**Study material**.
————————

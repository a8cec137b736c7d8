pub(crate) mod dispatcher;

use std::cell::{Ref, RefCell};
use std::rc::{Rc, Weak};
use std::time::Duration;

use self::dispatcher::*;
use crate::data_type::DataTypeRegistry;
use crate::err::*;
use crate::protocol::*;
use crate::registry::ListenerRegistry;
use crate::time::{Clock, SystemClock};
use crate::transfer_id::TransferIdAllocator;
use crate::transport::Transport;

/// Longest the scheduling driver lets the clock run between two passes over the inbound queue
pub const DEFAULT_SPIN_STEP: Duration = Duration::from_millis(1);

/// Builds a `Node`. The node ID and transport are mandatory, everything else has a default.
pub struct NodeBuilder {
    node_id: NodeId,
    clock: Option<Box<dyn Clock>>,
    spin_step: Duration,
}

impl NodeBuilder {
    pub fn new(node_id: NodeId) -> Self {
        NodeBuilder {
            node_id,
            clock: None,
            spin_step: DEFAULT_SPIN_STEP,
        }
    }

    /// Use the given clock instead of a `SystemClock`
    pub fn clock(mut self, clock: impl Clock + 'static) -> Self {
        self.clock = Some(Box::new(clock));
        self
    }

    pub fn spin_step(mut self, spin_step: Duration) -> Self {
        self.spin_step = spin_step;
        self
    }

    pub fn build(self, transport: impl Transport) -> ServiceResult<Node> {
        if !self.node_id.is_unicast() {
            return Err(ServiceError::InvalidNodeId(self.node_id.get()));
        }
        if self.spin_step.is_zero() {
            return Err(ServiceError::InternalError("spin step must not be zero".into()));
        }

        let core = NodeCore {
            node_id: self.node_id,
            clock: self.clock.unwrap_or_else(|| Box::new(SystemClock::new())),
            spin_step: self.spin_step,
            transport: RefCell::new(Box::new(transport)),
            data_types: RefCell::new(DataTypeRegistry::new()),
            transfer_ids: RefCell::new(TransferIdAllocator::new()),
            dispatcher: RefCell::new(Dispatcher::new()),
        };

        Ok(Node { core: Rc::new(core) })
    }
}

/// A node on the bus: the context service clients and servers are created in.
///
/// `Node` is a cheap handle; clones refer to the same node. All work happens on the thread
/// that drives `spin`, nothing here is `Send`.
#[derive(Clone)]
pub struct Node {
    core: Rc<NodeCore>,
}

struct NodeCore {
    node_id: NodeId,
    clock: Box<dyn Clock>,
    spin_step: Duration,
    transport: RefCell<Box<dyn Transport>>,
    data_types: RefCell<DataTypeRegistry>,
    transfer_ids: RefCell<TransferIdAllocator>,
    dispatcher: RefCell<Dispatcher>,
}

impl Node {
    pub fn node_id(&self) -> NodeId {
        self.core.node_id
    }

    pub fn now(&self) -> Duration {
        self.core.clock.now()
    }

    pub fn spin_step(&self) -> Duration {
        self.core.spin_step
    }

    /// Make the service type `S` known to this node under its default ID
    pub fn register_data_type<S: ServiceType>(&self) -> ServiceResult<DataTypeId> {
        self.core.data_types.borrow_mut().register::<S>()
    }

    pub fn register_data_type_with_id<S: ServiceType>(&self, id: u16) -> ServiceResult<DataTypeId> {
        self.core.data_types.borrow_mut().register_with_id::<S>(id)
    }

    pub fn data_type_id<S: ServiceType>(&self) -> ServiceResult<DataTypeId> {
        self.core.data_types.borrow().resolve::<S>()
    }

    pub fn listener_registry(&self) -> Ref<'_, ListenerRegistry> {
        Ref::map(self.core.dispatcher.borrow(), |dispatcher| dispatcher.registry())
    }

    /// Number of active service servers on this node
    pub fn num_service_request_listeners(&self) -> usize {
        self.listener_registry().num_request_listeners()
    }

    /// Number of outstanding calls, over all clients and service types, waiting for a response
    pub fn num_service_response_listeners(&self) -> usize {
        self.listener_registry().num_response_listeners()
    }

    /// Number of clients with at least one pending call
    pub fn num_attached_clients(&self) -> usize {
        self.core.dispatcher.borrow().num_attached_clients()
    }

    /// Run the scheduling driver for `duration`: process inbound traffic and expire overdue
    /// calls, letting the clock run in steps of at most the configured spin step in between.
    pub fn spin(&self, duration: Duration) -> ServiceResult<()> {
        let deadline = self.now() + duration;
        loop {
            self.spin_once()?;

            let now = self.now();
            if now >= deadline {
                return Ok(());
            }
            self.core.clock.sleep(self.core.spin_step.min(deadline - now));
        }
    }

    /// One scheduling pass without advancing time. Every frame available now is delivered
    /// first, then every call whose deadline has passed is expired, so a response arriving in
    /// the same pass as its deadline still counts as a success.
    pub fn spin_once(&self) -> ServiceResult<()> {
        loop {
            let frame = self.core.transport.borrow_mut().receive()?;
            match frame {
                Some(frame) => self.dispatch(frame),
                None => break,
            }
        }

        let now = self.now();
        let clients = self.core.dispatcher.borrow().clients();
        for client in clients {
            client.expire(now);
        }

        Ok(())
    }

    fn dispatch(&self, frame: Frame) {
        #[cfg(debug_assertions)]
        trace!("[{}] --> {}", self.core.node_id, crate::debug::frame_to_string(&frame));

        if frame.destination != self.core.node_id {
            debug!("[{}] dropping frame addressed to node {}", self.core.node_id, frame.destination);
            return;
        }

        match frame.kind {
            TransferKind::Request => {
                let server = self.core.dispatcher.borrow().server_for(frame.data_type_id);
                match server {
                    Some(server) => server.handle_request(&frame),
                    None => debug!(
                        "[{}] no server for data type {}, request from {} dropped",
                        self.core.node_id, frame.data_type_id, frame.source
                    ),
                }
            }
            TransferKind::Response => {
                let clients = self.core.dispatcher.borrow().clients_for(frame.data_type_id);
                if !clients.iter().any(|client| client.handle_response(&frame)) {
                    debug!(
                        "[{}] unroutable response from {} tid {} dropped",
                        self.core.node_id, frame.source, frame.transfer_id
                    );
                }
            }
        }
    }

    pub(crate) fn next_listener_id(&self) -> ListenerId {
        self.core.dispatcher.borrow_mut().next_listener_id()
    }

    pub(crate) fn allocate_transfer_id(&self, data_type_id: DataTypeId, destination: NodeId) -> ServiceResult<TransferId> {
        self.core.transfer_ids.borrow_mut().allocate(data_type_id, destination)
    }

    pub(crate) fn release_transfer_id(&self, data_type_id: DataTypeId, destination: NodeId, transfer_id: TransferId) {
        self.core.transfer_ids.borrow_mut().release(data_type_id, destination, transfer_id)
    }

    /// Take one response listener slot for a newly issued call
    pub(crate) fn register_call(&self, data_type_id: DataTypeId) {
        self.core.dispatcher.borrow_mut().register_call(data_type_id);
    }

    /// Give back the listener slot and transfer ID of a call that has ended
    pub(crate) fn release_call(&self, data_type_id: DataTypeId, server_node_id: NodeId, transfer_id: TransferId) {
        self.release_transfer_id(data_type_id, server_node_id, transfer_id);
        if let Err(e) = self.core.dispatcher.borrow_mut().release_call(data_type_id) {
            error!("[{}] {}", self.core.node_id, e);
        }
    }

    pub(crate) fn attach_client(&self, id: ListenerId, data_type_id: DataTypeId, client: Weak<dyn ResponseListener>) {
        self.core.dispatcher.borrow_mut().attach_client(id, data_type_id, client);
    }

    pub(crate) fn detach_client(&self, id: ListenerId) {
        self.core.dispatcher.borrow_mut().detach_client(id);
    }

    pub(crate) fn add_server(&self, data_type_id: DataTypeId, name: &str, server: Weak<dyn RequestListener>) -> ServiceResult<()> {
        self.core.dispatcher.borrow_mut().add_server(data_type_id, name, server)
    }

    pub(crate) fn remove_server(&self, data_type_id: DataTypeId) {
        self.core.dispatcher.borrow_mut().remove_server(data_type_id);
    }

    pub(crate) fn send_request(
        &self,
        destination: NodeId,
        data_type_id: DataTypeId,
        transfer_id: TransferId,
        payload: Vec<u8>,
    ) -> ServiceResult<()> {
        self.send(destination, data_type_id, transfer_id, TransferKind::Request, payload)
    }

    pub(crate) fn send_response(
        &self,
        destination: NodeId,
        data_type_id: DataTypeId,
        transfer_id: TransferId,
        payload: Vec<u8>,
    ) -> ServiceResult<()> {
        self.send(destination, data_type_id, transfer_id, TransferKind::Response, payload)
    }

    fn send(
        &self,
        destination: NodeId,
        data_type_id: DataTypeId,
        transfer_id: TransferId,
        kind: TransferKind,
        payload: Vec<u8>,
    ) -> ServiceResult<()> {
        let frame = Frame {
            source: self.core.node_id,
            destination,
            data_type_id,
            transfer_id,
            kind,
            payload: payload.into(),
        };

        #[cfg(debug_assertions)]
        trace!("[{}] <-- {}", self.core.node_id, crate::debug::frame_to_string(&frame));

        self.core.transport.borrow_mut().send(frame)
    }
}
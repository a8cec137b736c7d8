//! # UAVCAN Service
//!
//! The service call (request/response) layer of a UAVCAN style bus.
//!
//! A `ServiceClient` sends requests to a `ServiceServer` on another node and is told the outcome
//! of every call exactly once through its callback: either the response, or a timeout when no
//! response arrived before the call's deadline. Clients and servers live on a `Node`, which owns
//! the transport, the clock and the bookkeeping shared by everything on the node.
//!
//! Everything is single threaded and cooperative. Nothing happens in the background; the node's
//! scheduling driver (`Node::spin`) delivers arrived frames, runs server handlers and expires
//! overdue calls.
//!
//! ## Service types
//!
//! A service type pairs a request with a response under a full name such as
//! `root_ns_a.StringService`. Each node resolves the name to a numeric data type ID, so a type
//! has to be registered before it can be served or called:
//!
//! ```ignore
//! node.register_data_type::<StringService>()?;
//! ```
//!
//! ## Calling a service
//!
//! The example below runs two nodes on an in-process bus with a simulated clock. Node A serves
//! `StringService`, node B calls it.
//!
//! ```
//! use std::cell::RefCell;
//! use std::rc::Rc;
//! use std::time::Duration;
//! use uavcan_service::prelude::*;
//! use uavcan_service::services::*;
//!
//! # fn main() -> ServiceResult<()> {
//! let nodes = InterlinkedNodes::new()?;
//! nodes.register_data_type::<StringService>()?;
//!
//! // Node A answers every request
//! let mut server = ServiceServer::<StringService>::new(&nodes.a);
//! server.start(|request, response| {
//!     response.string_response = format!("Request string: {}", request.string_request);
//! })?;
//!
//! // Node B collects the results of its calls
//! let results = Rc::new(RefCell::new(Vec::new()));
//! let sink = results.clone();
//! let mut client = ServiceClient::<StringService>::new(&nodes.b);
//! client.set_callback(ServiceCallback::new(move |result: &ServiceCallResult<StringService>| {
//!     sink.borrow_mut().push(result.clone());
//! }));
//!
//! let request = StringRequest { string_request: "Hello world".to_string() };
//! client.call(NodeId::new(1), &request)?;
//! nodes.spin_both(Duration::from_millis(20))?;
//!
//! let results = results.borrow();
//! assert!(results[0].is_success());
//! assert_eq!("Request string: Hello world", results[0].response().unwrap().string_response);
//! # Ok(())
//! # }
//! ```
//!
//! ## Timeouts and suppressed responses
//!
//! Every call gets a deadline of its client's request timeout after it was issued. A call with no
//! response by then ends with `ServiceCallResult::ErrorTimeout`. A server handler may decide not
//! to answer at all with `ServiceResponse::set_response_enabled(false)`; for the caller this is
//! the same as a lost response.
//!
//! Dropping a client abandons its pending calls. Their callbacks are never invoked.

#[macro_use]
extern crate log;
#[macro_use]
extern crate lazy_static;
#[macro_use]
extern crate serde_derive;

pub mod client;
pub mod data_type;
pub mod node;
pub mod protocol;
pub mod registry;
pub mod server;
pub mod services;
pub mod sim;
pub mod time;
pub(crate) mod transfer_id;
pub mod transport;
pub(crate) mod err;
#[cfg(debug_assertions)]
pub(crate) mod debug;
pub mod prelude;

#[cfg(test)]
pub mod test;

pub use err::*;
pub use client::ServiceClient;
pub use client::result::{CallId, CallStatus, ServiceCallResult, ServiceCallback};
pub use server::ServiceServer;
pub use server::response::{ReceivedRequest, ServiceResponse};
pub use node::{Node, NodeBuilder};
pub use protocol::{DataTypeId, NodeId, ServiceType, TransferId};
use std::{fmt, rc::Rc};

use crate::protocol::{NodeId, ServiceType, TransferId};

/// Identity of one service call: which server it went to and the transfer ID it went out with.
/// Only meaningful while the call is pending, transfer IDs are reused.
#[derive(Clone, Copy, Serialize, PartialEq, Eq, Hash, Debug)]
pub struct CallId {
    pub server_node_id: NodeId,
    pub transfer_id: TransferId,
}

impl fmt::Display for CallId {
    fn fmt(&self, f: &mut fmt::Formatter) -> fmt::Result {
        write!(f, "node {} tid {}", self.server_node_id, self.transfer_id)
    }
}

#[derive(Clone, Copy, Serialize, PartialEq, Eq, Debug)]
pub enum CallStatus {
    Success,
    ErrorTimeout,
}

/// The terminal outcome of a service call. Every call that is not abandoned by dropping its
/// client produces exactly one of these.
pub enum ServiceCallResult<S: ServiceType> {
    Success { call_id: CallId, response: S::Response },
    ErrorTimeout { call_id: CallId },
}

impl<S: ServiceType> ServiceCallResult<S> {
    pub fn status(&self) -> CallStatus {
        match self {
            ServiceCallResult::Success { .. } => CallStatus::Success,
            ServiceCallResult::ErrorTimeout { .. } => CallStatus::ErrorTimeout,
        }
    }

    pub fn is_success(&self) -> bool {
        self.status() == CallStatus::Success
    }

    pub fn call_id(&self) -> CallId {
        match self {
            ServiceCallResult::Success { call_id, .. } => *call_id,
            ServiceCallResult::ErrorTimeout { call_id } => *call_id,
        }
    }

    pub fn server_node_id(&self) -> NodeId {
        self.call_id().server_node_id
    }

    /// The response, if the call succeeded
    pub fn response(&self) -> Option<&S::Response> {
        match self {
            ServiceCallResult::Success { response, .. } => Some(response),
            ServiceCallResult::ErrorTimeout { .. } => None,
        }
    }
}

impl<S: ServiceType> Clone for ServiceCallResult<S> {
    fn clone(&self) -> Self {
        match self {
            ServiceCallResult::Success { call_id, response } => ServiceCallResult::Success {
                call_id: *call_id,
                response: response.clone(),
            },
            ServiceCallResult::ErrorTimeout { call_id } => ServiceCallResult::ErrorTimeout { call_id: *call_id },
        }
    }
}

impl<S: ServiceType> PartialEq for ServiceCallResult<S> {
    fn eq(&self, other: &Self) -> bool {
        self.call_id() == other.call_id() && self.response() == other.response()
            && self.status() == other.status()
    }
}

impl<S: ServiceType> fmt::Debug for ServiceCallResult<S> {
    fn fmt(&self, f: &mut fmt::Formatter) -> fmt::Result {
        match self {
            ServiceCallResult::Success { call_id, response } => f
                .debug_struct("Success")
                .field("call_id", call_id)
                .field("response", response)
                .finish(),
            ServiceCallResult::ErrorTimeout { call_id } => {
                f.debug_struct("ErrorTimeout").field("call_id", call_id).finish()
            }
        }
    }
}

impl<S: ServiceType> fmt::Display for ServiceCallResult<S> {
    fn fmt(&self, f: &mut fmt::Formatter) -> fmt::Result {
        match self {
            ServiceCallResult::Success { call_id, response } => {
                write!(f, "{} {}: Success {:?}", S::FULL_NAME, call_id, response)
            }
            ServiceCallResult::ErrorTimeout { call_id } => {
                write!(f, "{} {}: ErrorTimeout", S::FULL_NAME, call_id)
            }
        }
    }
}

/// Receives the results of a client's calls.
///
/// The callback is a cheap, cloneable handle to a closure. The same callback may be set on any
/// number of clients; each still reports only its own calls.
pub struct ServiceCallback<S: ServiceType> {
    target: Rc<dyn Fn(&ServiceCallResult<S>)>,
}

impl<S: ServiceType> ServiceCallback<S> {
    pub fn new(target: impl Fn(&ServiceCallResult<S>) + 'static) -> Self {
        ServiceCallback {
            target: Rc::new(target),
        }
    }

    /// True if both handles refer to the same closure
    pub fn ptr_eq(&self, other: &ServiceCallback<S>) -> bool {
        Rc::ptr_eq(&self.target, &other.target)
    }

    pub(crate) fn invoke(&self, result: &ServiceCallResult<S>) {
        (self.target)(result)
    }
}

impl<S: ServiceType> Clone for ServiceCallback<S> {
    fn clone(&self) -> Self {
        ServiceCallback {
            target: self.target.clone(),
        }
    }
}
use std::time::Duration;
use clap::{command, Parser};
use serde::Serialize;
use uavcan_service::prelude::*;
use uavcan_service::services::*;

#[derive(Parser)]
#[command(version = "1.0", author = "Felix Watts", about = "Runs StringService calls between two simulated nodes and reports every result as a JSON line.")]
struct Cli {
    /// Request string sent with every call
    #[arg(short, long, default_value = "Hello world")]
    request: String,
    /// Node IDs to call, one call each. The server runs on node 1.
    #[arg(short, long, value_delimiter = ',', default_values_t = vec![1u8, 1, 99])]
    targets: Vec<u8>,
    #[arg(long, default_value_t = 100)]
    timeout_ms: u64,
    /// Simulated time to run for
    #[arg(long, default_value_t = 500)]
    spin_ms: u64,
    /// Make the server stay silent
    #[arg(long)]
    suppress: bool,
}

#[derive(Serialize)]
struct Report {
    status: CallStatus,
    server_node_id: u8,
    transfer_id: u8,
    response: Option<String>,
    elapsed_ms: u128,
}

fn main() {
    if let Err(e) = run() {
        println!("{}", &e.to_string());
    }
}

fn run() -> ServiceResult<()> {
    let cli = Cli::parse();

    let nodes = InterlinkedNodes::new()?;
    nodes.register_data_type::<StringService>()?;

    let suppress = cli.suppress;
    let mut server = ServiceServer::<StringService>::new(&nodes.a);
    server.start(move |request, response| {
        if suppress {
            response.set_response_enabled(false);
        } else {
            response.string_response = format!("Request string: {}", request.string_request);
        }
    })?;

    let clock = nodes.clock().clone();
    let callback = ServiceCallback::new(move |result: &ServiceCallResult<StringService>| {
        let report = Report {
            status: result.status(),
            server_node_id: result.server_node_id().get(),
            transfer_id: result.call_id().transfer_id.get(),
            response: result.response().map(|response| response.string_response.clone()),
            elapsed_ms: clock.now().as_millis(),
        };
        match serde_json::to_string(&report) {
            Ok(line) => println!("{}", line),
            Err(e) => eprintln!("{}", e),
        }
    });

    let request = StringRequest { string_request: cli.request };
    let mut clients = vec![];
    for target in cli.targets {
        let mut client = ServiceClient::<StringService>::new(&nodes.b);
        client.set_callback(callback.clone());
        client.set_request_timeout(Duration::from_millis(cli.timeout_ms));
        client.call(NodeId::new(target), &request)?;
        clients.push(client);
    }

    nodes.spin_both(Duration::from_millis(cli.spin_ms))?;

    let abandoned: usize = clients.iter().map(|client| client.num_pending_calls()).sum();
    if abandoned > 0 {
        eprintln!("{} calls still pending after {} ms", abandoned, cli.spin_ms);
    }

    Ok(())
}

————————

**What is required**.
Among the lines above, please find those with "extern" and copy them.

**Result for this task**.
extern crate log;
extern crate lazy_static;
extern crate serde_derive;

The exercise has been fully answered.